**EXERCISE DESCRIPTION**
If a line of the listing contains the string "missing", return that line.

[EXERCISE INPUT Boundary: Start]

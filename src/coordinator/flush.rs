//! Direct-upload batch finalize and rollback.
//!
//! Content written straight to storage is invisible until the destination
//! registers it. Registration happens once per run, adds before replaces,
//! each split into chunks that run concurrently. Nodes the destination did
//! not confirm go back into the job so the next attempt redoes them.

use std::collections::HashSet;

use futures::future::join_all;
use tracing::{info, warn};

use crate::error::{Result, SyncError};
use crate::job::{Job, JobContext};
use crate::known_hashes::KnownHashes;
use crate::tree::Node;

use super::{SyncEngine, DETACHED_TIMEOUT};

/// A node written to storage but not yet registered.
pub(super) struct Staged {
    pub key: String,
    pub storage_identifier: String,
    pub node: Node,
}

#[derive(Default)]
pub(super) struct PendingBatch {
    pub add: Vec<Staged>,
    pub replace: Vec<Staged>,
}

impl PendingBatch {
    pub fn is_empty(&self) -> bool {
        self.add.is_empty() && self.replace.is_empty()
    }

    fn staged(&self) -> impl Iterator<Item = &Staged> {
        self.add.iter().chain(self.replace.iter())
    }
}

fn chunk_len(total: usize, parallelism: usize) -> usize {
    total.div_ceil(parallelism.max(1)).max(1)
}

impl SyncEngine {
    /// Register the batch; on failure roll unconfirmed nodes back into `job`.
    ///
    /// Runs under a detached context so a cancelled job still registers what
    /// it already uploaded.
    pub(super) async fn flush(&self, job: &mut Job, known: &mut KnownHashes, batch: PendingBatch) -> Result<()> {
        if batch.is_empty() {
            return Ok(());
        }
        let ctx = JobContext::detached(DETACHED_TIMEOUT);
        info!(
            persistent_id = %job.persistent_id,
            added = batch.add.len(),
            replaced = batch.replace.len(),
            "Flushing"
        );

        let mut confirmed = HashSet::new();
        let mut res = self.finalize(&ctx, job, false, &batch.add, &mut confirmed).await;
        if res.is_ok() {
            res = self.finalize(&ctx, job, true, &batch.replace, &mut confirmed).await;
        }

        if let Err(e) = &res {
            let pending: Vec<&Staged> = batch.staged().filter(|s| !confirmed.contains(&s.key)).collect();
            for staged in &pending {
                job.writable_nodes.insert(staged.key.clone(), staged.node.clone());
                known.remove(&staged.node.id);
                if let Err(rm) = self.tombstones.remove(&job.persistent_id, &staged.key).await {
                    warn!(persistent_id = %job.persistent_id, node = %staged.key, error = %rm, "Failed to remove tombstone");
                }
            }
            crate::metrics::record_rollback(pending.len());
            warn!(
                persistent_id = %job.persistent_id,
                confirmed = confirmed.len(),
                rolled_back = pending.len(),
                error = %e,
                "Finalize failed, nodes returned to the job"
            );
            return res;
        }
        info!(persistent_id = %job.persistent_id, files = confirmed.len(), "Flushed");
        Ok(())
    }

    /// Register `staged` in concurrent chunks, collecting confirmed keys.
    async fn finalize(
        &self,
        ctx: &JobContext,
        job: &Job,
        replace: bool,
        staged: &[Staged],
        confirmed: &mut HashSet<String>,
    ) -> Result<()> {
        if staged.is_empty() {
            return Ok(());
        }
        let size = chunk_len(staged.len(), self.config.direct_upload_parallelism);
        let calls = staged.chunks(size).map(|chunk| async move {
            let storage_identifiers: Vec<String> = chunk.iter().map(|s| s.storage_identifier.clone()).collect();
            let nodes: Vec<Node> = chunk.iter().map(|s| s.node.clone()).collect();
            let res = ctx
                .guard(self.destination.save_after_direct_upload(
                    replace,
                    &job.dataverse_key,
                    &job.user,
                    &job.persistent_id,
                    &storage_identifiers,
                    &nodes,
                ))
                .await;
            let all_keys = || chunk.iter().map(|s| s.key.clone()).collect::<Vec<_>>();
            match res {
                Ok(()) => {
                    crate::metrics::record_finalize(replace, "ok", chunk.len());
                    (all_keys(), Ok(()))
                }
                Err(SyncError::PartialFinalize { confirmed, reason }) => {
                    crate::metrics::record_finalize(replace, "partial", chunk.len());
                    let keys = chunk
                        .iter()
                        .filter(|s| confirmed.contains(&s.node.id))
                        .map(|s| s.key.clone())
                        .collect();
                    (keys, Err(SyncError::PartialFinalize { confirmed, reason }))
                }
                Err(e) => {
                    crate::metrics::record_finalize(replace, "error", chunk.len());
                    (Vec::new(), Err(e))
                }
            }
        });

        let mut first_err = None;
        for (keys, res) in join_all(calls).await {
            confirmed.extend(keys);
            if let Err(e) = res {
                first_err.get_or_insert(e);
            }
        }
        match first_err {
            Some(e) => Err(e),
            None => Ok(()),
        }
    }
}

[EXERCISE INPUT Boundary: End]
[EXERCISE INPUT Boundary: Start]

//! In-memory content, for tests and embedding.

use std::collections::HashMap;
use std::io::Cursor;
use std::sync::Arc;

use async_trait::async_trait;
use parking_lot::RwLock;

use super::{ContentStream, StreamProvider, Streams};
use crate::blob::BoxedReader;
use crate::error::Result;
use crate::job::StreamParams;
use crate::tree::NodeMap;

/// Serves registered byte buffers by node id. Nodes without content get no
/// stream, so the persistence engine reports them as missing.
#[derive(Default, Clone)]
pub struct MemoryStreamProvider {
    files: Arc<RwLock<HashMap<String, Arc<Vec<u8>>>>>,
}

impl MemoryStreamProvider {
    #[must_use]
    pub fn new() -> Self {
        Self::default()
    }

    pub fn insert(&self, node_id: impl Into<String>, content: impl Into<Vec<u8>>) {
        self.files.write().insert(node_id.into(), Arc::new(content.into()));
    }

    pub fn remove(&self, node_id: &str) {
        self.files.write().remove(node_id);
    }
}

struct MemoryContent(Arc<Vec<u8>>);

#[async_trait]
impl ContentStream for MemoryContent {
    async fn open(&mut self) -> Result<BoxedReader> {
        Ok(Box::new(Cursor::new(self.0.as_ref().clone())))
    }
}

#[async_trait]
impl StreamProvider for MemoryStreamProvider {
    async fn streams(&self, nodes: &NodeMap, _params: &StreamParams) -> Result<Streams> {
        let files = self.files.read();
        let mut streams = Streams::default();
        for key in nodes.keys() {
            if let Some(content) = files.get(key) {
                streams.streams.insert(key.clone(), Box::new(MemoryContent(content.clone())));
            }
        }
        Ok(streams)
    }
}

[EXERCISE INPUT Boundary: End]
[EXERCISE INPUT Boundary: Start]

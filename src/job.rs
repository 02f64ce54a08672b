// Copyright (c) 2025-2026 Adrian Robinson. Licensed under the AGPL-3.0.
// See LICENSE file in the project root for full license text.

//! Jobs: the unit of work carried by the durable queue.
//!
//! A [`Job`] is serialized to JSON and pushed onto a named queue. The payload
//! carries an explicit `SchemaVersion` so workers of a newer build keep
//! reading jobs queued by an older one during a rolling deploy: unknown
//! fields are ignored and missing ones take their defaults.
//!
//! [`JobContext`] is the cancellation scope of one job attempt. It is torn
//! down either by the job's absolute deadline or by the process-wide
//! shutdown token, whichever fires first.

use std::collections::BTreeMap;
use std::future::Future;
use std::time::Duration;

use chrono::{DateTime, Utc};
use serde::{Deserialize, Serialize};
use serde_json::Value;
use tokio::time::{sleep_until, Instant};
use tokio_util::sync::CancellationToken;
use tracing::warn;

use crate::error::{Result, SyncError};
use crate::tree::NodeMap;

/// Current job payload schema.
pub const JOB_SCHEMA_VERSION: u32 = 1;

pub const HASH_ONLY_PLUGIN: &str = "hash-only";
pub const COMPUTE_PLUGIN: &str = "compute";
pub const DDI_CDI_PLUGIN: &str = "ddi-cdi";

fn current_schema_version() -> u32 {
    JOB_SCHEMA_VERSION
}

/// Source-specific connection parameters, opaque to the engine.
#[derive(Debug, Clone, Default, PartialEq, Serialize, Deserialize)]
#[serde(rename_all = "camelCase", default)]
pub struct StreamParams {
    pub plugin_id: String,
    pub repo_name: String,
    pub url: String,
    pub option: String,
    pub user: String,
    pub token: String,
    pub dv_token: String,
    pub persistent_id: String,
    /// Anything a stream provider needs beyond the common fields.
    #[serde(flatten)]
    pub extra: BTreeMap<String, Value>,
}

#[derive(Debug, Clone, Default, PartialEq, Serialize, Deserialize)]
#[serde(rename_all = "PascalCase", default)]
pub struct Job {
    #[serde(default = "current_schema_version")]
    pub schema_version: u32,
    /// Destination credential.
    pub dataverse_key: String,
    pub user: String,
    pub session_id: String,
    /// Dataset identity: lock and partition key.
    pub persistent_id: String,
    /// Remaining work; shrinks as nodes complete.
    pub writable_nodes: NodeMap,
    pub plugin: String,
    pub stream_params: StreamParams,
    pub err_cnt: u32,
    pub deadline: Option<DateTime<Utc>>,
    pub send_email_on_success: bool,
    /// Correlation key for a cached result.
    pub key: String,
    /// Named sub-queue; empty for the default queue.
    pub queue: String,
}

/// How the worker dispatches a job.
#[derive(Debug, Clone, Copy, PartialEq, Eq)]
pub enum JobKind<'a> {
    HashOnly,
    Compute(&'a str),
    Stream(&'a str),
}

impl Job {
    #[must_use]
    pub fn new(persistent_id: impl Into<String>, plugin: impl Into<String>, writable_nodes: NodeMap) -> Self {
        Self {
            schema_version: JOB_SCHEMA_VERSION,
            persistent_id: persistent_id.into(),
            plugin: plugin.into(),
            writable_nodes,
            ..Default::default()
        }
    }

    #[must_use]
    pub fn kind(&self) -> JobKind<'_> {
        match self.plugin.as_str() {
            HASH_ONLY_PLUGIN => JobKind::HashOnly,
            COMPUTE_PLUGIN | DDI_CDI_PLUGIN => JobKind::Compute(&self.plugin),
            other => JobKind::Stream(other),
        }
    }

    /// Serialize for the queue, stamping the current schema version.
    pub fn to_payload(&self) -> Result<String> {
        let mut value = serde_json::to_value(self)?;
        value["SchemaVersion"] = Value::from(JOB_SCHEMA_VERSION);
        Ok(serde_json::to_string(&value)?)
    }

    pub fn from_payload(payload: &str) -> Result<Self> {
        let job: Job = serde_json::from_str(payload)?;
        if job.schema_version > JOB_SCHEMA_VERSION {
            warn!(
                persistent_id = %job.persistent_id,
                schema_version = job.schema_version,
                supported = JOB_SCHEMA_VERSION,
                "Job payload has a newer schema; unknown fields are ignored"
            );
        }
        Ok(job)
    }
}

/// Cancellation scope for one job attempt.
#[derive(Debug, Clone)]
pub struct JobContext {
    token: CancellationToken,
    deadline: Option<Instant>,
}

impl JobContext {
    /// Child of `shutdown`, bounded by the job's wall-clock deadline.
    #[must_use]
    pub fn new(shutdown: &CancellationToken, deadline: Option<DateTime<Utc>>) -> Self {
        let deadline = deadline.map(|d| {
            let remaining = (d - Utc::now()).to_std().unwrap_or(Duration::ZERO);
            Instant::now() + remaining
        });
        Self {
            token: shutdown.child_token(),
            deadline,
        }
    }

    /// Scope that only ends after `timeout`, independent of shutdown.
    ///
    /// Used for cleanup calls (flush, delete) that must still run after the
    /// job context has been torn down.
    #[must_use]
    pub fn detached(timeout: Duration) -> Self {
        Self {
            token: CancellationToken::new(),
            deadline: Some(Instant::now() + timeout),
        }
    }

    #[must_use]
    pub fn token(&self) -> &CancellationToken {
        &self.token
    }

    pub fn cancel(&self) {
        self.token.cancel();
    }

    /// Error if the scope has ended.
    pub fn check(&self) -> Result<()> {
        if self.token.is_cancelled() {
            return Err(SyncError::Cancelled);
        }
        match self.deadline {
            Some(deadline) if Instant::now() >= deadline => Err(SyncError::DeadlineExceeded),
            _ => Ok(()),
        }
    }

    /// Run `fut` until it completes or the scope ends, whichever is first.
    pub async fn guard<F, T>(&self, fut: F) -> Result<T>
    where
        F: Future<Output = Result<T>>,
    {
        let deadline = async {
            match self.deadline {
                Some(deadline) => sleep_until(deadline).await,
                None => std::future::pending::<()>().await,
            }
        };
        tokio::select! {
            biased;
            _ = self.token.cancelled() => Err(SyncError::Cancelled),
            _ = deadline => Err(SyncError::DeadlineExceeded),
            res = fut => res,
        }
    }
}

[EXERCISE INPUT Boundary: End]

**YOUR SOLUTION**
/// stream, so the persistence engine reports them as missing.
//! fields are ignored and missing ones take their defaults.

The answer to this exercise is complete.